> [Exercise brief] What lines in the records below contain the string "contents"? Copy every one.

[Stored data]
++++++++++++++++++++
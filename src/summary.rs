// Generative summary collaborator.
//
// The core hands the model a compact statistical digest of both windows
// (totals, weighted CPA/CTR/CPM, the two worst-CPA purchase days) and asks
// for strict JSON. Any failure along the way (missing key, transport,
// refused request, malformed answer) degrades to a fixed fallback object;
// the rest of the dashboard keeps working.
use crate::types::{DailyMetric, SummaryResponse};
use crate::util::{format_number, ratio};
use anyhow::{Context, Result};
use serde::{Deserialize, Serialize};
use std::cmp::Ordering;
use std::time::Duration;

const GEMINI_ENDPOINT: &str = "https://generativelanguage.googleapis.com/v1beta/models";

struct PeriodDigest {
    spend: f64,
    purchases: u64,
    cpa: f64,
    ctr: f64,
    cpm: f64,
}

fn digest(records: &[DailyMetric]) -> PeriodDigest {
    let spend: f64 = records.iter().map(|d| d.spend).sum();
    let purchases: u64 = records.iter().map(|d| d.purchases).sum();
    let impressions: u64 = records.iter().map(|d| d.impressions).sum();
    let clicks: u64 = records.iter().map(|d| d.clicks).sum();
    PeriodDigest {
        spend,
        purchases,
        cpa: ratio(spend, purchases as f64),
        ctr: ratio(clicks as f64, impressions as f64) * 100.0,
        cpm: ratio(spend, impressions as f64) * 1000.0,
    }
}

/// The two worst days by CPA among days with at least one purchase, as a
/// compact `date: CPA` list for the prompt.
fn worst_cpa_days(records: &[DailyMetric]) -> String {
    let mut days: Vec<&DailyMetric> = records.iter().filter(|d| d.purchases > 0).collect();
    days.sort_by(|a, b| b.cpa.partial_cmp(&a.cpa).unwrap_or(Ordering::Equal));
    days.iter()
        .take(2)
        .map(|d| format!("{}: CPA R${}", d.date_str, format_number(d.cpa, 2)))
        .collect::<Vec<_>>()
        .join("; ")
}

pub fn build_prompt(current: &[DailyMetric], previous: &[DailyMetric]) -> String {
    let cur = digest(current);
    let prev = digest(previous);
    let outliers = worst_cpa_days(current);

    format!(
        "Atue como um Head de Performance reportando para um CEO. Seja extremamente direto, sem jargão excessivo.\n\
         \n\
         DADOS DO PERÍODO ATUAL:\n\
         - Investimento: R$ {}\n\
         - Compras: {}\n\
         - CPA (Custo/Venda): R$ {}\n\
         - CTR: {}%\n\
         - CPM: R$ {}\n\
         \n\
         COMPARAÇÃO (ANTERIOR):\n\
         - Investimento: R$ {}\n\
         - CPA Anterior: R$ {}\n\
         - CTR Anterior: {}%\n\
         \n\
         OUTLIERS (Dias ruins): {}\n\
         \n\
         Gere um JSON estrito com estas chaves:\n\
         {{\n\
           \"executive_summary\": [\"3 bullet points curtos focados no resultado financeiro.\"],\n\
           \"action_plan\": [\"3 ações táticas e priorizadas começando com verbos no imperativo. Baseie-se nos dados.\"],\n\
           \"risks\": [\"Liste alertas SOMENTE SE: CPA subiu, CTR caiu, CPM explodiu ou Vendas zeraram. Se estiver tudo bem, diga 'Métricas estáveis'.\"]\n\
         }}",
        format_number(cur.spend, 2),
        cur.purchases,
        format_number(cur.cpa, 2),
        format_number(cur.ctr, 2),
        format_number(cur.cpm, 2),
        format_number(prev.spend, 2),
        format_number(prev.cpa, 2),
        format_number(prev.ctr, 2),
        outliers,
    )
}

#[derive(Serialize)]
struct GenerateRequest {
    contents: Vec<RequestContent>,
    #[serde(rename = "generationConfig")]
    generation_config: GenerationConfig,
}

#[derive(Serialize)]
struct RequestContent {
    parts: Vec<RequestPart>,
}

#[derive(Serialize)]
struct RequestPart {
    text: String,
}

#[derive(Serialize)]
struct GenerationConfig {
    #[serde(rename = "responseMimeType")]
    response_mime_type: String,
}

#[derive(Deserialize)]
struct GenerateResponse {
    #[serde(default)]
    candidates: Vec<Candidate>,
}

#[derive(Deserialize)]
struct Candidate {
    content: CandidateContent,
}

#[derive(Deserialize)]
struct CandidateContent {
    #[serde(default)]
    parts: Vec<CandidatePart>,
}

#[derive(Deserialize)]
struct CandidatePart {
    text: String,
}

/// Pull the structured summary out of a raw `generateContent` body.
fn summary_from_response(body: &str) -> Result<SummaryResponse> {
    let response: GenerateResponse =
        serde_json::from_str(body).context("malformed generateContent response")?;
    let text = response
        .candidates
        .first()
        .and_then(|c| c.content.parts.first())
        .map(|p| p.text.as_str())
        .context("empty model answer")?;
    serde_json::from_str(text.trim()).context("model answer is not the expected JSON")
}

fn request_summary(
    current: &[DailyMetric],
    previous: &[DailyMetric],
    api_key: Option<&str>,
    model: &str,
) -> Result<SummaryResponse> {
    let key = api_key.context("GEMINI_API_KEY is not set")?;
    let request = GenerateRequest {
        contents: vec![RequestContent {
            parts: vec![RequestPart {
                text: build_prompt(current, previous),
            }],
        }],
        generation_config: GenerationConfig {
            response_mime_type: "application/json".to_string(),
        },
    };
    let client = reqwest::blocking::Client::builder()
        .timeout(Duration::from_secs(60))
        .build()
        .context("failed to build HTTP client")?;
    let url = format!("{}/{}:generateContent?key={}", GEMINI_ENDPOINT, model, key);
    let body = client
        .post(&url)
        .json(&request)
        .send()
        .context("generateContent request failed")?
        .error_for_status()
        .context("generateContent returned an error status")?
        .text()
        .context("failed to read generateContent body")?;
    summary_from_response(&body)
}

/// Generate the prose summary, never failing: errors are logged and replaced
/// by [`fallback_summary`].
pub fn generate_summary(
    current: &[DailyMetric],
    previous: &[DailyMetric],
    api_key: Option<&str>,
    model: &str,
) -> SummaryResponse {
    match request_summary(current, previous, api_key, model) {
        Ok(summary) => summary,
        Err(err) => {
            eprintln!("AI summary unavailable: {:#}", err);
            fallback_summary()
        }
    }
}

pub fn fallback_summary() -> SummaryResponse {
    SummaryResponse {
        executive_summary: vec!["Sistema indisponível momentaneamente.".to_string()],
        action_plan: vec!["Verifique a conexão ou a chave de API.".to_string()],
        risks: Vec::new(),
    }
}

#[cfg(test)]
mod tests {
    use super::*;
    use chrono::NaiveDate;

    fn metric(day: u32, spend: f64, purchases: u64, clicks: u64, impressions: u64) -> DailyMetric {
        let date = NaiveDate::from_ymd_opt(2024, 3, day).unwrap();
        DailyMetric {
            date,
            date_str: format!("{:02}/03/2024", day),
            display_date: format!("{:02}/03/2024", day),
            weekday: String::new(),
            spend,
            impressions,
            clicks,
            installs: 0,
            purchases,
            title_cost: 0.0,
            revenue: 0.0,
            clients: 0,
            promo: "Sem Promo".to_string(),
            ctr: 0.0,
            cpm: 0.0,
            cpc: 0.0,
            cpi: 0.0,
            cpa: ratio(spend, purchases as f64),
            install_rate: 0.0,
            conversion_rate: 0.0,
            roas: 0.0,
            titles_per_client: 0.0,
        }
    }

    #[test]
    fn prompt_carries_weighted_stats_and_outliers() {
        let current = vec![
            metric(1, 100.0, 2, 10, 1000),
            metric(2, 300.0, 1, 10, 1000),
        ];
        let previous = vec![metric(20, 50.0, 1, 5, 500)];
        let prompt = build_prompt(&current, &previous);
        // Weighted CPA: 400 / 3.
        assert!(prompt.contains("CPA (Custo/Venda): R$ 133,33"));
        assert!(prompt.contains("Investimento: R$ 400,00"));
        // Worst CPA day (300/1) is listed before the other outlier.
        assert!(prompt.contains("02/03/2024: CPA R$300,00; 01/03/2024: CPA R$50,00"));
        assert!(prompt.contains("CPA Anterior: R$ 50,00"));
    }

    #[test]
    fn outliers_ignore_days_without_purchases() {
        let current = vec![metric(1, 100.0, 0, 10, 1000), metric(2, 10.0, 1, 10, 1000)];
        assert_eq!(worst_cpa_days(&current), "02/03/2024: CPA R$10,00");
    }

    #[test]
    fn extracts_summary_from_generate_content_body() {
        let inner = r#"{"executive_summary":["ok"],"action_plan":["agir"],"risks":[]}"#;
        let body = serde_json::json!({
            "candidates": [{
                "content": { "parts": [{ "text": inner }] }
            }]
        })
        .to_string();
        let summary = summary_from_response(&body).unwrap();
        assert_eq!(summary.executive_summary, vec!["ok"]);
        assert_eq!(summary.action_plan, vec!["agir"]);
        assert!(summary.risks.is_empty());
    }

    #[test]
    fn malformed_answers_are_errors_not_panics() {
        assert!(summary_from_response("not json").is_err());
        assert!(summary_from_response(r#"{"candidates":[]}"#).is_err());
        let body = serde_json::json!({
            "candidates": [{ "content": { "parts": [{ "text": "plain prose" }] } }]
        })
        .to_string();
        assert!(summary_from_response(&body).is_err());
    }

    #[test]
    fn generate_summary_degrades_to_fallback_without_key() {
        let summary = generate_summary(&[], &[], None, "gemini-2.0-flash");
        assert_eq!(summary, fallback_summary());
    }
}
++++++++++++++++++++
> [Response to this task]
    contents: Vec<RequestContent>,
        contents: vec![RequestContent {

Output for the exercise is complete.